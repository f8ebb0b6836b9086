//! Database access layer with connection pooling and migrations
//!
//! This module is organized by domain:
//! - `funds` - Budget envelope CRUD and category associations
//! - `cash_transactions` - Cash envelope ledger entries
//! - `debts` - Debt book operations
//! - `tasks` - Reminder list CRUD
//! - `snapshots` - Net-worth snapshot append/list/delete
//! - `balance_types` - Configured asset/liability types
//! - `budget_years` - Accounting period management
//! - `categories` - Category list and reference resolution
//! - `settings` - Typed system settings with defaults

use chrono::{DateTime, Utc};
use r2d2::{Pool, PooledConnection};
use r2d2_sqlite::SqliteConnectionManager;
use tracing::info;

use crate::error::{Error, Result};

mod balance_types;
mod budget_years;
mod cash_transactions;
mod categories;
mod debts;
mod funds;
mod settings;
mod snapshots;
mod tasks;

pub use settings::{DEFAULT_CURRENCY, INCLUDED_FUNDS, SURPLUS_FUND, TITHE_PERCENTAGE};

pub type DbPool = Pool<SqliteConnectionManager>;
pub type DbConn = PooledConnection<SqliteConnectionManager>;

/// Environment variable for database encryption key
pub const DB_KEY_ENV: &str = "HEARTH_DB_KEY";

/// Derive an encryption key from a passphrase using Argon2
///
/// Uses a fixed application salt so the same passphrase always produces the same key,
/// regardless of database path. This allows moving/renaming/restoring the database freely.
fn derive_key(passphrase: &str) -> Result<String> {
    use argon2::{password_hash::SaltString, Argon2, PasswordHasher};

    // Fixed application salt - changing this would invalidate all existing encrypted databases
    const APP_SALT: &[u8; 16] = b"hearth-salt-v1-f";

    let salt = SaltString::encode_b64(APP_SALT)
        .map_err(|e| Error::Encryption(format!("Failed to create salt: {}", e)))?;

    let argon2 = Argon2::default();
    let hash = argon2
        .hash_password(passphrase.as_bytes(), &salt)
        .map_err(|e| Error::Encryption(format!("Failed to derive key: {}", e)))?;

    // Extract the hash portion for use as SQLCipher key (hex encoded)
    let hash_str = hash
        .hash
        .ok_or_else(|| Error::Encryption("No hash output".to_string()))?;
    Ok(hex::encode(hash_str.as_bytes()))
}

/// Parse a SQLite datetime string into a DateTime<Utc>
pub(crate) fn parse_datetime(s: &str) -> DateTime<Utc> {
    // SQLite stores as "YYYY-MM-DD HH:MM:SS" format
    chrono::NaiveDateTime::parse_from_str(s, "%Y-%m-%d %H:%M:%S")
        .map(|dt| dt.and_utc())
        .unwrap_or_else(|_| Utc::now())
}

/// Parse a SQLite date string into a NaiveDate, today on malformed data
pub(crate) fn parse_date(s: &str) -> chrono::NaiveDate {
    chrono::NaiveDate::parse_from_str(s, "%Y-%m-%d").unwrap_or_else(|_| Utc::now().date_naive())
}

/// Database wrapper with connection pooling
#[derive(Clone)]
pub struct Database {
    pool: DbPool,
    /// Path to the database file
    db_path: String,
}

impl Database {
    /// Create a new database connection pool with encryption
    ///
    /// Requires `HEARTH_DB_KEY` environment variable to be set.
    /// The database will be encrypted using SQLCipher with a key derived
    /// from the passphrase via Argon2.
    ///
    /// Returns an error if `HEARTH_DB_KEY` is not set. Use `new_unencrypted()`
    /// for development/testing without encryption.
    pub fn new(path: &str) -> Result<Self> {
        let encryption_key = std::env::var(DB_KEY_ENV).ok();
        match encryption_key {
            Some(key) => Self::new_with_key(path, Some(&key)),
            None => Err(Error::Encryption(format!(
                "Database encryption required. Set {} environment variable with your passphrase, \
                or use --no-encrypt for unencrypted databases (not recommended for production).",
                DB_KEY_ENV
            ))),
        }
    }

    /// Create a new unencrypted database connection pool
    ///
    /// WARNING: This creates an unencrypted database. Only use for development
    /// or testing. For production, use `new()` with `HEARTH_DB_KEY` set.
    pub fn new_unencrypted(path: &str) -> Result<Self> {
        Self::new_with_key(path, None)
    }

    /// Create a new database with an explicit encryption key
    pub fn new_with_key(path: &str, passphrase: Option<&str>) -> Result<Self> {
        let manager = SqliteConnectionManager::file(path);

        let pool = if let Some(pass) = passphrase {
            let key = derive_key(pass)?;
            let key_pragma = format!("PRAGMA key = 'x\"{}\"';", key);

            // Use with_init to set the key on every new connection
            let manager = manager.with_init(move |conn| {
                conn.execute_batch(&key_pragma)?;
                Ok(())
            });

            Pool::builder().max_size(10).build(manager)?
        } else {
            Pool::builder().max_size(10).build(manager)?
        };

        let db = Self {
            pool,
            db_path: path.to_string(),
        };
        db.run_migrations()?;

        Ok(db)
    }

    /// Get the path to the database file
    pub fn path(&self) -> &str {
        &self.db_path
    }

    /// Create an in-memory database (for testing)
    ///
    /// Note: Uses a temporary file rather than `:memory:` because SQLCipher
    /// has issues with in-memory databases in the connection pool.
    pub fn in_memory() -> Result<Self> {
        use std::sync::atomic::{AtomicU64, Ordering};
        static COUNTER: AtomicU64 = AtomicU64::new(0);

        let id = COUNTER.fetch_add(1, Ordering::SeqCst);
        let path = format!("/tmp/hearth_test_{}.db", id);

        // Remove any existing file
        let _ = std::fs::remove_file(&path);

        Self::new_unencrypted(&path)
    }

    /// Check if the database is encrypted
    pub fn is_encrypted(&self) -> Result<bool> {
        let conn = self.conn()?;
        // SQLCipher sets cipher_version if encryption is active
        let result: rusqlite::Result<String> =
            conn.query_row("PRAGMA cipher_version;", [], |row| row.get(0));
        Ok(result.is_ok() && std::env::var(DB_KEY_ENV).is_ok())
    }

    /// Get a connection from the pool
    pub fn conn(&self) -> Result<DbConn> {
        Ok(self.pool.get()?)
    }

    /// Run database migrations
    fn run_migrations(&self) -> Result<()> {
        let conn = self.conn()?;

        conn.execute_batch(
            r#"
            -- Enable foreign keys
            PRAGMA foreign_keys = ON;

            -- WAL mode: better concurrency, readers don't block writers
            -- Note: creates -wal and -shm sidecar files alongside the database
            PRAGMA journal_mode = WAL;

            -- Cache size: ~8MB (2000 pages * 4KB default page size)
            PRAGMA cache_size = 2000;

            -- Synchronous NORMAL: good balance of safety and performance
            PRAGMA synchronous = NORMAL;

            -- Store temp tables in memory (faster for complex queries)
            PRAGMA temp_store = MEMORY;

            -- Budget years (named accounting periods; at most one active)
            CREATE TABLE IF NOT EXISTS budget_years (
                id INTEGER PRIMARY KEY,
                name TEXT NOT NULL,
                start_date DATE NOT NULL,
                end_date DATE NOT NULL,
                is_active BOOLEAN DEFAULT 0,
                created_at DATETIME DEFAULT CURRENT_TIMESTAMP
            );

            CREATE INDEX IF NOT EXISTS idx_budget_years_active ON budget_years(is_active);

            -- Categories (associated with funds)
            CREATE TABLE IF NOT EXISTS categories (
                id INTEGER PRIMARY KEY,
                name TEXT NOT NULL UNIQUE,
                color TEXT,
                created_at DATETIME DEFAULT CURRENT_TIMESTAMP
            );

            -- Funds (budget envelopes)
            CREATE TABLE IF NOT EXISTS funds (
                id INTEGER PRIMARY KEY,
                name TEXT NOT NULL,
                fund_type TEXT NOT NULL,                   -- monthly, annual, savings
                level INTEGER NOT NULL,                    -- 1 cash, 2 tracked, 3 flat
                amount REAL NOT NULL DEFAULT 0 CHECK (amount >= 0),
                spent REAL,                                -- authoritative for level 2
                include_in_budget BOOLEAN DEFAULT 1,
                color TEXT,
                created_at DATETIME DEFAULT CURRENT_TIMESTAMP
            );

            CREATE INDEX IF NOT EXISTS idx_funds_level ON funds(level);

            -- Fund-Category junction (canonical id-based relation)
            CREATE TABLE IF NOT EXISTS fund_categories (
                fund_id INTEGER NOT NULL REFERENCES funds(id) ON DELETE CASCADE,
                category_id INTEGER NOT NULL REFERENCES categories(id) ON DELETE CASCADE,
                PRIMARY KEY (fund_id, category_id)
            );

            CREATE INDEX IF NOT EXISTS idx_fund_categories_category ON fund_categories(category_id);

            -- Cash envelope ledger (level-1 funds only; entries are immutable)
            CREATE TABLE IF NOT EXISTS cash_transactions (
                id INTEGER PRIMARY KEY,
                fund_id INTEGER NOT NULL REFERENCES funds(id),
                budget_year_id INTEGER REFERENCES budget_years(id),
                date DATE NOT NULL,
                amount REAL NOT NULL CHECK (amount <> 0), -- signed: + deposit, - withdrawal
                description TEXT,
                month INTEGER NOT NULL,                    -- reporting month 1-12
                year INTEGER NOT NULL,
                created_at DATETIME DEFAULT CURRENT_TIMESTAMP
            );

            CREATE INDEX IF NOT EXISTS idx_cash_tx_fund ON cash_transactions(fund_id);
            CREATE INDEX IF NOT EXISTS idx_cash_tx_period ON cash_transactions(month, budget_year_id);

            -- Debts (two directions; NULL direction normalizes to i_owe at load)
            CREATE TABLE IF NOT EXISTS debts (
                id INTEGER PRIMARY KEY,
                amount REAL NOT NULL CHECK (amount > 0),
                description TEXT NOT NULL,
                note TEXT,
                direction TEXT,                            -- owed_to_me, i_owe
                created_at DATETIME DEFAULT CURRENT_TIMESTAMP
            );

            CREATE INDEX IF NOT EXISTS idx_debts_direction ON debts(direction);

            -- Tasks (reminder list; completed rows are hidden, never listed)
            CREATE TABLE IF NOT EXISTS tasks (
                id INTEGER PRIMARY KEY,
                title TEXT NOT NULL,
                important BOOLEAN DEFAULT 0,
                completed BOOLEAN DEFAULT 0,
                created_at DATETIME DEFAULT CURRENT_TIMESTAMP
            );

            CREATE INDEX IF NOT EXISTS idx_tasks_completed ON tasks(completed);

            -- Net-worth snapshots (balance maps stored as JSON; append/delete only)
            CREATE TABLE IF NOT EXISTS snapshots (
                id INTEGER PRIMARY KEY,
                taken_on DATE NOT NULL,
                assets TEXT NOT NULL,                      -- JSON: key -> {amount}
                liabilities TEXT NOT NULL,                 -- JSON: key -> {amount}
                note TEXT,
                created_at DATETIME DEFAULT CURRENT_TIMESTAMP
            );

            CREATE INDEX IF NOT EXISTS idx_snapshots_taken_on ON snapshots(taken_on);

            -- Configured asset/liability types (seed the snapshot entry form)
            CREATE TABLE IF NOT EXISTS balance_types (
                id INTEGER PRIMARY KEY,
                name TEXT NOT NULL,
                kind TEXT NOT NULL,                        -- asset, liability
                is_default BOOLEAN DEFAULT 0,
                created_at DATETIME DEFAULT CURRENT_TIMESTAMP
            );

            CREATE INDEX IF NOT EXISTS idx_balance_types_kind ON balance_types(kind);

            -- System settings (typed key/value store)
            CREATE TABLE IF NOT EXISTS system_settings (
                key TEXT PRIMARY KEY,
                value TEXT NOT NULL,
                value_type TEXT NOT NULL,                  -- number, string, json
                updated_at DATETIME DEFAULT CURRENT_TIMESTAMP
            );
            "#,
        )?;

        info!("Database schema initialized");
        Ok(())
    }
}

*Task item:* Return, exactly as they stand, the lines from the start of the records above through the line with "Debt book operations", both ends included, and no other lines.

*Result for this exercise:*
repository f8ebb0b6836b9086
//! Database access layer with connection pooling and migrations
//!
//! This module is organized by domain:
//! - `funds` - Budget envelope CRUD and category associations
//! - `cash_transactions` - Cash envelope ledger entries
//! - `debts` - Debt book operations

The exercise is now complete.